Act 3, Scene 2. Juliet is alone in her chamber in the Capulet house, waiting. Earlier that day she was secretly married to Romeo in Friar Lawrence's cell. She does not yet know that in the time since the wedding, Romeo has killed her cousin Tybalt in the street and been banished from Verona. The Nurse is on her way to bring the news but has not arrived. What Juliet is doing in this speech is summoning night — willing the sun down so that Romeo can come to her bed for the first time. The dramatic irony is brutal: the audience knows the wedding night is already destroyed before it begins. The speech is bracketed by innocence on one side and catastrophe on the other; the Nurse will enter within twenty lines with the rope ladder and the news of Tybalt's death.
Juliet is thirteen, newly married, and about to have sex for the first time with a boy she has known for roughly thirty-six hours. She is not naive about what she wants — the speech is remarkably specific about bodies, "amorous rites," losing "a winning match / Played for a pair of stainless maidenhoods." But the wanting is braided with terror. She talks herself toward courage by talking to night itself, casting night as a co-conspirator, a teacher, a gentle covering. What she wants from the night, specifically, is permission and privacy — a world arranged so she can become a wife without being seen becoming one. Underneath is the knowledge that everything she is doing is forbidden, and the speech's velocity comes partly from the need to outrun that knowledge.
The first trap is sentimentality. This is not a wistful speech; it is an impatient, sexually frank, almost feverish summoning. "Gallop apace" is a command — to horses, to time, to the sun. Drive it. The second trap is generalising "night" into something poetic and abstract. Make her specific: she is talking to a presence, asking it for things, negotiating. Mark the change at "Come, civil night, / Thou sober-suited matron, all in black" — she shifts from addressing the sun's horses to addressing night as a chaperone-figure, which is funny and revealing if you let it be. The "Hood my unmann'd blood" passage uses falconry imagery; she is comparing herself to a young hawk being trained. Know what the words mean physically. Allow the speech to be erotic without being knowing — she is anticipating something she has never done. Finally, when the Nurse enters with the rope ladder, the speech is interrupted mid-flight. Do not pre-empt the bad news; play the full joy until it shatters.
An excellent classical choice for younger women, particularly for drama school auditions, MFA programs, and classical company generals where they need to see whether you can carry verse over a sustained emotional climb. It shows youth without playing youth, sexual specificity without coyness, and the capacity to drive a long speech with internal momentum rather than external incident. It is moderately well-used in audition rooms but nowhere near the saturation of "What's in a name." It works best for actors who can genuinely play thirteen-to-sixteen; if you read older it will fight you. Avoid it if you cannot speak frankly about sex on stage without flinching — the speech demands physical specificity. Also avoid for screen-comedy or contemporary television castings, where the verse will read as showy. Best paired with a contemporary piece that shows a different register entirely.

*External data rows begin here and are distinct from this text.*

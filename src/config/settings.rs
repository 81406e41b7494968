//! Gateway settings

use crate::core::command::DEFAULT_DISCONNECT_MESSAGE;
use crate::core::route::RouteScope;
use crate::core::translator::OpcodeTable;
use serde::{Deserialize, Serialize};
use std::collections::BTreeMap;
use std::net::{IpAddr, SocketAddr};
use std::path::{Path, PathBuf};
use thiserror::Error;

/// Configuration errors
#[derive(Error, Debug)]
pub enum ConfigError {
    /// Config file could not be read
    #[error("Failed to read {path}: {source}")]
    Read {
        /// File path
        path: PathBuf,
        /// Underlying error
        #[source]
        source: std::io::Error,
    },

    /// Config file is not valid TOML for this schema
    #[error("Failed to parse config: {0}")]
    Parse(#[from] toml::de::Error),

    /// Config could not be serialized
    #[error("Failed to serialize config: {0}")]
    Serialize(#[from] toml::ser::Error),

    /// A value is out of range
    #[error("Invalid configuration: {0}")]
    Invalid(String),
}

/// Gateway configuration
#[derive(Debug, Clone, Default, Serialize, Deserialize)]
#[serde(default)]
pub struct GatewayConfig {
    /// Client listener settings
    pub server: ServerConfig,
    /// Controller link settings
    pub serial: SerialSettings,
    /// Client protocol settings
    pub protocol: ProtocolConfig,
    /// Controller opcodes
    pub opcodes: OpcodeConfig,
    /// Logging settings
    pub logging: LoggingConfig,
}

impl GatewayConfig {
    /// Load config from `path`, or from the default location when `None`
    ///
    /// A missing file at the default location yields the defaults; an
    /// explicitly given path must exist.
    pub fn load(path: Option<&Path>) -> Result<Self, ConfigError> {
        let (path, required) = match path {
            Some(path) => (path.to_path_buf(), true),
            None => match super::config_file() {
                Some(path) => (path, false),
                None => return Ok(Self::default()),
            },
        };

        if !required && !path.exists() {
            return Ok(Self::default());
        }

        let content = std::fs::read_to_string(&path).map_err(|source| ConfigError::Read {
            path: path.clone(),
            source,
        })?;
        let config: Self = toml::from_str(&content)?;
        config.validate()?;
        Ok(config)
    }

    /// Render as TOML
    pub fn to_toml(&self) -> Result<String, ConfigError> {
        Ok(toml::to_string_pretty(self)?)
    }

    /// Check values the type system cannot
    pub fn validate(&self) -> Result<(), ConfigError> {
        self.server.bind_addr()?;
        if self.server.max_line_length == 0 {
            return Err(ConfigError::Invalid("server.max_line_length must be > 0".into()));
        }
        if self.server.outbound_queue == 0 {
            return Err(ConfigError::Invalid("server.outbound_queue must be > 0".into()));
        }
        if self.serial.baud_rate == 0 {
            return Err(ConfigError::Invalid("serial.baud_rate must be > 0".into()));
        }
        if self.serial.write_timeout_ms == 0 {
            return Err(ConfigError::Invalid("serial.write_timeout_ms must be > 0".into()));
        }
        if self.serial.poll_interval_ms == 0 {
            return Err(ConfigError::Invalid("serial.poll_interval_ms must be > 0".into()));
        }
        if self.protocol.disconnect_message.trim().is_empty() {
            return Err(ConfigError::Invalid("protocol.disconnect_message is empty".into()));
        }
        OpcodeTable::from_config(&self.opcodes)
            .map_err(|e| ConfigError::Invalid(e.to_string()))?;
        Ok(())
    }
}

/// Client listener settings
#[derive(Debug, Clone, Serialize, Deserialize)]
#[serde(default)]
pub struct ServerConfig {
    /// Bind address
    pub host: String,
    /// Bind port
    pub port: u16,
    /// Longest accepted client line in bytes
    pub max_line_length: usize,
    /// Outbound lines buffered per client
    pub outbound_queue: usize,
}

impl ServerConfig {
    /// Parsed bind address
    pub fn bind_addr(&self) -> Result<SocketAddr, ConfigError> {
        let ip: IpAddr = self
            .host
            .parse()
            .map_err(|_| ConfigError::Invalid(format!("server.host `{}` is not an IP address", self.host)))?;
        Ok(SocketAddr::new(ip, self.port))
    }
}

impl Default for ServerConfig {
    fn default() -> Self {
        Self {
            host: "0.0.0.0".to_string(),
            port: 65432,
            max_line_length: 1024,
            outbound_queue: 256,
        }
    }
}

/// Controller link settings
#[derive(Debug, Clone, Serialize, Deserialize)]
#[serde(default)]
pub struct SerialSettings {
    /// Port to open instead of the first discovered one
    pub port: Option<String>,
    /// Baud rate
    pub baud_rate: u32,
    /// Wait after opening, the board resets when the port opens
    pub settle_ms: u64,
    /// Longest a frame write may block before the link is treated as failed
    pub write_timeout_ms: u64,
    /// Telemetry poll interval
    pub poll_interval_ms: u64,
}

impl Default for SerialSettings {
    fn default() -> Self {
        Self {
            port: None,
            baud_rate: 9600,
            settle_ms: 2000,
            write_timeout_ms: 1000,
            poll_interval_ms: 20,
        }
    }
}

/// Client protocol settings
#[derive(Debug, Clone, Serialize, Deserialize)]
#[serde(default)]
pub struct ProtocolConfig {
    /// Line that ends a session
    pub disconnect_message: String,
    /// Answer each command with `OK`, `READY` or `ERR <reason>`
    pub acknowledge: bool,
    /// Where route selection state lives
    pub route_scope: RouteScope,
}

impl Default for ProtocolConfig {
    fn default() -> Self {
        Self {
            disconnect_message: DEFAULT_DISCONNECT_MESSAGE.to_string(),
            acknowledge: true,
            route_scope: RouteScope::Session,
        }
    }
}

/// Controller opcodes
#[derive(Debug, Clone, Serialize, Deserialize)]
#[serde(default)]
pub struct OpcodeConfig {
    /// Clear route
    pub clear: String,
    /// Start route
    pub start: String,
    /// Auxiliary instruction
    pub extra: String,
    /// Compartment 1, 2 and 3
    pub compartments: Vec<String>,
    /// Per-location overrides keyed by `room_bed`; others use their number
    pub locations: BTreeMap<String, String>,
}

impl Default for OpcodeConfig {
    fn default() -> Self {
        Self {
            clear: "CLEAR".to_string(),
            start: "START".to_string(),
            extra: "EXTRA".to_string(),
            compartments: vec!["P1".to_string(), "P2".to_string(), "P3".to_string()],
            locations: BTreeMap::new(),
        }
    }
}

/// Logging settings
#[derive(Debug, Clone, Serialize, Deserialize)]
#[serde(default)]
pub struct LoggingConfig {
    /// Filter directive used when `RUST_LOG` is unset
    pub level: String,
    /// Emit JSON lines instead of text
    pub json: bool,
    /// Also write logs to this file
    pub file: Option<PathBuf>,
}

impl Default for LoggingConfig {
    fn default() -> Self {
        Self {
            level: "info".to_string(),
            json: false,
            file: None,
        }
    }
}

#[cfg(test)]
mod tests {
    use super::*;
    use std::io::Write;

    #[test]
    fn test_defaults_are_valid() {
        let config = GatewayConfig::default();
        config.validate().unwrap();
        assert_eq!(config.server.port, 65432);
        assert_eq!(config.serial.baud_rate, 9600);
        assert_eq!(config.protocol.disconnect_message, "!DISCONNECT");
        assert_eq!(config.protocol.route_scope, RouteScope::Session);
    }

    #[test]
    fn test_write_timeout_outlasts_telemetry_poll() {
        let serial = SerialSettings::default();
        assert!(serial.write_timeout_ms >= 1000);
        assert!(serial.write_timeout_ms > serial.poll_interval_ms);

        let mut config = GatewayConfig::default();
        config.serial.write_timeout_ms = 0;
        assert!(matches!(config.validate(), Err(ConfigError::Invalid(_))));
    }

    #[test]
    fn test_load_partial_file() {
        let mut file = tempfile::NamedTempFile::new().unwrap();
        writeln!(
            file,
            r#"
[server]
port = 7000

[serial]
port = "/dev/ttyACM0"

[protocol]
route_scope = "gateway"

[opcodes]
compartments = ["1", "2", "3"]

[opcodes.locations]
101 = "1"
"#
        )
        .unwrap();

        let config = GatewayConfig::load(Some(file.path())).unwrap();
        assert_eq!(config.server.port, 7000);
        assert_eq!(config.server.host, "0.0.0.0");
        assert_eq!(config.serial.port.as_deref(), Some("/dev/ttyACM0"));
        assert_eq!(config.protocol.route_scope, RouteScope::Gateway);
        assert_eq!(config.opcodes.locations.get("101").map(String::as_str), Some("1"));
        assert_eq!(config.opcodes.clear, "CLEAR");
    }

    #[test]
    fn test_load_rejects_invalid_values() {
        let mut file = tempfile::NamedTempFile::new().unwrap();
        writeln!(file, "[opcodes.locations]\n999 = \"X\"").unwrap();
        assert!(matches!(
            GatewayConfig::load(Some(file.path())),
            Err(ConfigError::Invalid(_))
        ));

        let mut file = tempfile::NamedTempFile::new().unwrap();
        writeln!(file, "[server]\nhost = \"not-an-ip\"").unwrap();
        assert!(matches!(
            GatewayConfig::load(Some(file.path())),
            Err(ConfigError::Invalid(_))
        ));
    }

    #[test]
    fn test_load_missing_explicit_file_fails() {
        let dir = tempfile::tempdir().unwrap();
        let path = dir.path().join("absent.toml");
        assert!(matches!(
            GatewayConfig::load(Some(&path)),
            Err(ConfigError::Read { .. })
        ));
    }

    #[test]
    fn test_toml_round_trip() {
        let config = GatewayConfig::default();
        let text = config.to_toml().unwrap();
        let parsed: GatewayConfig = toml::from_str(&text).unwrap();
        assert_eq!(parsed.server.port, config.server.port);
        assert_eq!(parsed.opcodes.compartments, config.opcodes.compartments);
    }
}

Gallop apace, you fiery-footed steeds,
Towards Phoebus' lodging: such a wagoner
As Phaethon would whip you to the west,
And bring in cloudy night immediately.
Spread thy close curtain, love-performing night,
That runaway's eyes may wink and Romeo
Leap to these arms, untalk'd of and unseen.

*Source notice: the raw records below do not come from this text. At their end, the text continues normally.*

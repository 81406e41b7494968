//! Gateway listener
//!
//! Owns the shared context, accepts client connections and supervises the
//! session and telemetry tasks until shutdown.

use super::context::{GatewayContext, GatewayStats};
use super::error::{GatewayError, GatewayResult};
use super::session::ClientSession;
use super::telemetry::TelemetryFanout;
use super::translator::OpcodeTable;
use super::transport::{LinkStats, SerialCoordinator, SerialLink};
use crate::config::GatewayConfig;
use std::net::SocketAddr;
use std::sync::Arc;
use std::time::Duration;
use tokio::net::{TcpListener, TcpStream};
use tokio::sync::mpsc;
use tokio::task::JoinSet;
use tokio_util::sync::CancellationToken;
use tracing::{debug, info, warn};

/// How long shutdown waits for sessions to finish their current command
const SESSION_DRAIN_TIMEOUT: Duration = Duration::from_secs(5);

/// The gateway: one controller link shared by many TCP clients
#[derive(Clone)]
pub struct Gateway {
    context: Arc<GatewayContext>,
    bind_addr: SocketAddr,
    max_line_length: usize,
    outbound_queue: usize,
    poll_interval: Duration,
    shutdown: CancellationToken,
}

impl Gateway {
    /// Build a gateway around an optional controller link
    ///
    /// Without a link the gateway still serves clients; every command reports
    /// that the device is unavailable.
    pub fn new(config: &GatewayConfig, link: Option<Box<dyn SerialLink>>) -> GatewayResult<Self> {
        let bind_addr = config
            .server
            .bind_addr()
            .map_err(|e| GatewayError::Config(e.to_string()))?;
        let table = OpcodeTable::from_config(&config.opcodes)?;
        let coordinator = SerialCoordinator::new(link);

        Ok(Self {
            context: Arc::new(GatewayContext::new(config.protocol.clone(), table, coordinator)),
            bind_addr,
            max_line_length: config.server.max_line_length,
            outbound_queue: config.server.outbound_queue,
            poll_interval: Duration::from_millis(config.serial.poll_interval_ms),
            shutdown: CancellationToken::new(),
        })
    }

    /// Shared state, for inspection
    pub fn context(&self) -> &Arc<GatewayContext> {
        &self.context
    }

    /// Number of connected clients
    pub fn session_count(&self) -> usize {
        self.context.registry.len()
    }

    /// Gateway counters
    pub fn stats(&self) -> GatewayStats {
        self.context.stats()
    }

    /// Controller link counters
    pub fn link_stats(&self) -> LinkStats {
        self.context.coordinator.stats()
    }

    /// Token that stops [`Gateway::serve`] when cancelled
    pub fn shutdown_token(&self) -> CancellationToken {
        self.shutdown.clone()
    }

    /// Request shutdown
    pub fn shutdown(&self) {
        self.shutdown.cancel();
    }

    /// Bind the configured address
    pub async fn bind(&self) -> GatewayResult<TcpListener> {
        TcpListener::bind(self.bind_addr)
            .await
            .map_err(|source| GatewayError::Bind {
                addr: self.bind_addr,
                source,
            })
    }

    /// Accept clients until shutdown, then drain and release the controller
    pub async fn serve(&self, listener: TcpListener) -> GatewayResult<()> {
        match listener.local_addr() {
            Ok(addr) => info!("Listening on {} ({})", addr, self.context.coordinator.description()),
            Err(e) => warn!("Listening on unknown address: {}", e),
        }

        let telemetry = tokio::spawn(
            TelemetryFanout::new(self.context.clone(), self.poll_interval)
                .run(self.shutdown.child_token()),
        );
        let mut sessions = JoinSet::new();

        loop {
            tokio::select! {
                biased;
                () = self.shutdown.cancelled() => break,
                Some(_) = sessions.join_next(), if !sessions.is_empty() => {}
                accepted = listener.accept() => match accepted {
                    Ok((stream, peer)) => self.spawn_session(&mut sessions, stream, peer),
                    Err(e) => {
                        warn!("Accept failed: {}", e);
                        tokio::time::sleep(Duration::from_millis(100)).await;
                    }
                },
            }
        }

        info!("Shutting down, {} session(s) open", sessions.len());
        drop(listener);

        if tokio::time::timeout(SESSION_DRAIN_TIMEOUT, async {
            while sessions.join_next().await.is_some() {}
        })
        .await
        .is_err()
        {
            warn!("Sessions did not finish in time, aborting");
            sessions.shutdown().await;
        }
        if let Err(e) = telemetry.await {
            warn!("Telemetry task failed: {}", e);
        }

        self.context.coordinator.close().await;
        Ok(())
    }

    fn spawn_session(&self, sessions: &mut JoinSet<()>, stream: TcpStream, peer: SocketAddr) {
        if let Err(e) = stream.set_nodelay(true) {
            debug!("Failed to set TCP_NODELAY for {}: {}", peer, e);
        }

        let (outbound_tx, outbound_rx) = mpsc::channel(self.outbound_queue);
        let session = ClientSession::new(self.context.clone(), peer, outbound_tx);
        self.context.registry.register(session.handle());
        self.context.stats.lock().sessions_accepted += 1;
        info!("Active connections: {}", self.context.registry.len());

        sessions.spawn(session.run(
            stream,
            outbound_rx,
            self.max_line_length,
            self.shutdown.child_token(),
        ));
    }
}

#[cfg(test)]
mod tests {
    use super::*;

    #[test]
    fn test_rejects_invalid_opcodes() {
        let mut config = GatewayConfig::default();
        config.opcodes.clear.clear();
        assert!(matches!(Gateway::new(&config, None), Err(GatewayError::Config(_))));
    }

    #[tokio::test]
    async fn test_bind_conflict_is_reported() {
        let mut config = GatewayConfig::default();
        config.server.host = "127.0.0.1".to_string();
        config.server.port = 0;
        let first = Gateway::new(&config, None).unwrap();
        let listener = first.bind().await.unwrap();

        config.server.port = listener.local_addr().unwrap().port();
        let second = Gateway::new(&config, None).unwrap();
        assert!(matches!(second.bind().await, Err(GatewayError::Bind { .. })));
    }
}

Lovers can see to do their amorous rites
By their own beauties; or, if love be blind,
It best agrees with night. Come, civil night,
Thou sober-suited matron, all in black,
And learn me how to lose a winning match,
Play'd for a pair of stainless maidenhoods:
Hood my unmann'd blood, bating in my cheeks,
With thy black mantle; till strange love, grown bold,
Think true love acted simple modesty.
Come, night; come, Romeo; come, thou day in night;
For thou wilt lie upon the wings of night
Whiter than new snow on a raven's back.
Come, gentle night, come, loving, black-brow'd night,
Give me my Romeo; and, when he shall die,
Take him and cut him out in little stars,
And he will make the face of heaven so fine
That all the world will be in love with night
And pay no worship to the garish sun.
O, I have bought the mansion of a love,
But not possess'd it, and, though I am sold,
Not yet enjoy'd.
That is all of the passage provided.